Here are some of the problems I'm aware of within the Mozilla project.
Speed of development
'make' doesn't scale. An incremental build, even with no changes, takes at least a minute. (In contrast, just checking whether any files have changed takes 'hg' less than 10 seconds.) Maybe help us move to 'scons', or help improve 'pymake', or just help us get our dependency generation right.
'ld' is slow. Once a developer makes a change to any c++ file, the incremental build is going to take several minutes while the linker uses up all her RAM. Maybe help us move to another linker such as 'gold', and contribute any necessary changes back to the 'gold' project.

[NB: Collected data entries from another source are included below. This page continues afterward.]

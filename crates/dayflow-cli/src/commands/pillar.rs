use chrono::Timelike;
use clap::Subcommand;
use dayflow_core::storage::parse_hhmm;
use dayflow_core::suggestion::parse_cadence;
use dayflow_core::{Cadence, Pillar, TimeWindow};

use super::{print_json, CliResult, GlobalOpts, Session};

#[derive(Subcommand)]
pub enum PillarAction {
    /// Add a pillar to the library
    Add {
        /// Pillar name
        name: String,
        /// Cadence, e.g. "daily", "3 times a week", "monthly", "as needed"
        #[arg(long, value_parser = parse_cadence_arg, default_value = "weekly")]
        cadence: Cadence,
        /// Minimum duration in minutes
        #[arg(long, default_value_t = 30)]
        min: i64,
        /// Maximum duration in minutes
        #[arg(long, default_value_t = 60)]
        max: i64,
        /// Preferred window HH:MM-HH:MM (repeatable, in priority order)
        #[arg(long = "prefer", value_parser = parse_window)]
        preferred: Vec<TimeWindow>,
        /// Quiet hours HH:MM-HH:MM (repeatable)
        #[arg(long = "quiet", value_parser = parse_window)]
        quiet: Vec<TimeWindow>,
    },
    /// List library pillars
    List,
    /// Pillars that are due now, most overdue first
    Due,
    /// Best free slot for a pillar on the current day
    Slot {
        /// Pillar ID
        id: String,
    },
    /// Place a tentative block for a pillar on the current day
    Schedule {
        /// Pillar ID
        id: String,
    },
}

fn parse_cadence_arg(value: &str) -> Result<Cadence, String> {
    parse_cadence(value).ok_or_else(|| format!("unrecognised cadence '{value}'"))
}

fn parse_window(value: &str) -> Result<TimeWindow, String> {
    let (start, end) = value
        .split_once('-')
        .ok_or_else(|| format!("invalid window '{value}', expected HH:MM-HH:MM"))?;
    let start = parse_hhmm(start.trim()).ok_or_else(|| format!("invalid start in '{value}'"))?;
    let end = parse_hhmm(end.trim()).ok_or_else(|| format!("invalid end in '{value}'"))?;
    TimeWindow::new(start.hour(), start.minute(), end.hour(), end.minute()).map_err(|e| e.to_string())
}

pub fn run(global: &GlobalOpts, action: PillarAction) -> CliResult {
    let mut session = Session::open(global)?;

    match action {
        PillarAction::Add {
            name,
            cadence,
            min,
            max,
            preferred,
            quiet,
        } => {
            let mut pillar = Pillar::new(name, cadence, min, max)?;
            pillar.preferred_windows = preferred;
            pillar.quiet_hours = quiet;
            let id = session.planner.add_pillar(pillar)?;
            session.save()?;
            println!("Pillar added: {id}");
        }
        PillarAction::List => {
            let pillars = &session.planner.library().pillars;
            if session.json {
                return print_json(pillars);
            }
            if pillars.is_empty() {
                println!("No pillars");
            }
            for pillar in pillars {
                println!(
                    "  {} ({}, {}-{} min)  {}",
                    pillar.name,
                    pillar.cadence.label(),
                    pillar.min_duration_minutes,
                    pillar.max_duration_minutes,
                    pillar.id
                );
            }
        }
        PillarAction::Due => {
            let due = session.planner.due_pillars(session.now);
            if session.json {
                return print_json(&due);
            }
            if due.is_empty() {
                println!("Nothing due");
            }
            for pillar in &due {
                match pillar.elapsed_days {
                    Some(days) => println!("  {} ({days:.1} days since last)", pillar.name),
                    None => println!("  {} (never done)", pillar.name),
                }
            }
        }
        PillarAction::Slot { id } => match session.planner.pillar_slot(&id, session.now)? {
            Some(slot) if session.json => print_json(&slot)?,
            Some(slot) => println!(
                "{}-{}",
                session.clock(slot.start_time),
                session.clock(slot.end_time())
            ),
            None => println!("No free slot"),
        },
        PillarAction::Schedule { id } => match session.planner.schedule_pillar(&id, session.now)? {
            Some(block) => {
                session.save()?;
                println!(
                    "Scheduled {} at {}: {}",
                    block.title,
                    session.clock(block.start_time),
                    block.id
                );
            }
            None => println!("No free slot"),
        },
    }
    Ok(())
}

'hg' merges are confusing. hg's developer-facing user interface could be improved, both while doing a merge and after doing a merge.
Automated testing
We've built an interesting interface around hg-pushlog (which is itself a Mozilla extension to hg) and buildbot that lets us see which tests failed after each change. I'd love to see these tools generalized to the point where other open-source projects can use it and contribute back to it.
As we require unit and integration tests for more and more components of Firefox, we're finding that a small number of tests failing intermittently can make it difficult to move quickly. We could use better tools for tracking test failures, and for record-and-replay debugging to help us figure out the intermittent failures, and probably for other things we haven't thought of.
Programming languages
We need a decent low-level programming language. Something that lets programmers implement sneaky fast algorithms, but lets programmers do it without constantly shooting themselves in the foot with security holes. Something you'd want to write (difficult parts of) a web browser or OS in.
I don't know if the answer is adding more and more to the type system (like in Cyclone), or integration of assertions with static analysis (like in D), or simply making it easy to integrate low-level code with high-level code (like in C#, or with ctypes or jsctypes).
Mozilla is doing interesting things with custom static analysis of C++ code.
Making collaboration tools support workflow and GTD
We have a crash analysis system and a bug-tracking system with lots of information, but the workflow is poor, so much of the information is not acted upon.
It's hard to come up with a good workflow (and make the tools support that workflow) in a large project where many of the contributors are volunteers who decide themselves what to work on, but I think we can do better.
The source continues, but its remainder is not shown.